Le sujet du ministère pastoral semble être en théologie pratique le grand sujet du moment. La réflexion s’engage sur tous les fronts : dossier récent dans l’hebdomadaire Réforme sur le sujet, thématiques synodales déployées, publications récentes dans la diversité des milieux ecclésiaux (du dernier livre de Jérôme Cottin : Les pasteurs. Origines, intimité, perspectives, au précédent hors-série des Cahiers de l’École pastorale sur le pastorat, en passant par le livre qui nous intéresse dans cette recension). Le sujet est résolument d’actualité tant il apparaît que la question de la crise et de la fuite des ministères préoccupe les Églises, et les institutions de formation avec. Un consensus semble en effet maintenant bien s’établir, dans les différentes Églises, au sujet de la difficulté croissante des conditions d’exercice du ministère pastoral. Crise de l’autorité ; crise d’identité ; complexification des parcours de vie et des missions pastorales, au risque de la dispersion ; consumérisme croissant dans le rapport des membres à l’Église ; injonctions paradoxales entre le refus d’un certain cléricalisme (le pasteur qui fait tout, qui est au centre de tout), et la réalité croissante d’une difficulté en paroisse à s’engager comme avant (du moins sur le long terme).
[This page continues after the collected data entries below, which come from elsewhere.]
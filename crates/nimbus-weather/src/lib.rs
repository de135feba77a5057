//! Weather history and prediction core for Nimbus
//!
//! Fetches current and archived weather from Open-Meteo, keeps a durable
//! per-city history in SQLite with an in-memory cache in front, and projects
//! the recent days into a next-day estimate with a confidence score.

pub mod types;
pub mod units;
pub mod retry;
pub mod geocode;
pub mod provider;
pub mod cache;
pub mod store;
pub mod predictor;
pub mod service;
pub mod session;

pub use types::*;
pub use cache::{CacheStats, HistoryCache};
pub use geocode::{Geocoder, GeocoderBackend};
pub use predictor::{
    AccuracySummary, PredictionQuality, PredictionResult, Predictor, PredictorParams, Trend,
};
pub use provider::{ProviderEndpoints, WeatherProvider};
pub use retry::RetryConfig;
pub use service::{DataSource, Fetched, SearchReport, WeatherService};
pub use session::{SearchMessage, SearchSession, SessionState};
pub use store::{DataQuality, DayExtreme, HistoryStore, HistorySummary, StoreStats};
pub use units::TemperatureUnit;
Désir dans le même temps, de la part des nouvelles générations, de ne pas tout sacrifier à la vocation pastorale, de pouvoir évoluer dans leur pratique, et de trouver de nouveaux équilibres de vie, notamment dans le rapport au travail et à la « vie privée ». Et s’entrelacent à la question du sacrifice la question financière et celle du travail du conjoint. Le sujet est donc brûlant, et les défis du ministère pastoral nombreux. Ce livre tombe donc à pic. Qu’y trouvons-nous ?
Précisons d’emblée, ce livre est une collection de treize réflexions en treize chapitres, indépendants les uns les autres. Chaque chapitre traite d’un des défis liés au ministère pastoral. Le lecteur pourra donc tout à fait picorer au gré de ses envies, et revenir sur les thématiques qui peut-être le rejoindront davantage dans sa saison de vie. Trois de ces contributions sont le fait de pasteurs francophones (Étienne Lhermenault, Éric Waechter, Gilles Georgel et Pierre Bariteau partageant un chapitre commun). Les dix autres, traduites de l’anglais, sont parues initialement outre-Atlantique sous le titre Faithful Endurance : The Joy of Shepherding People for a Lifetime. Si le lecteur appréciera l’effort de contextualisation proposé par les auteurs francophones, les contributions anglophones ne décevront pas. Elles sont le fait d’auteurs de renoms à la réflexion stimulante (Tim Keller, Don Carson, Bryan Chapell pour ne citer qu’eux).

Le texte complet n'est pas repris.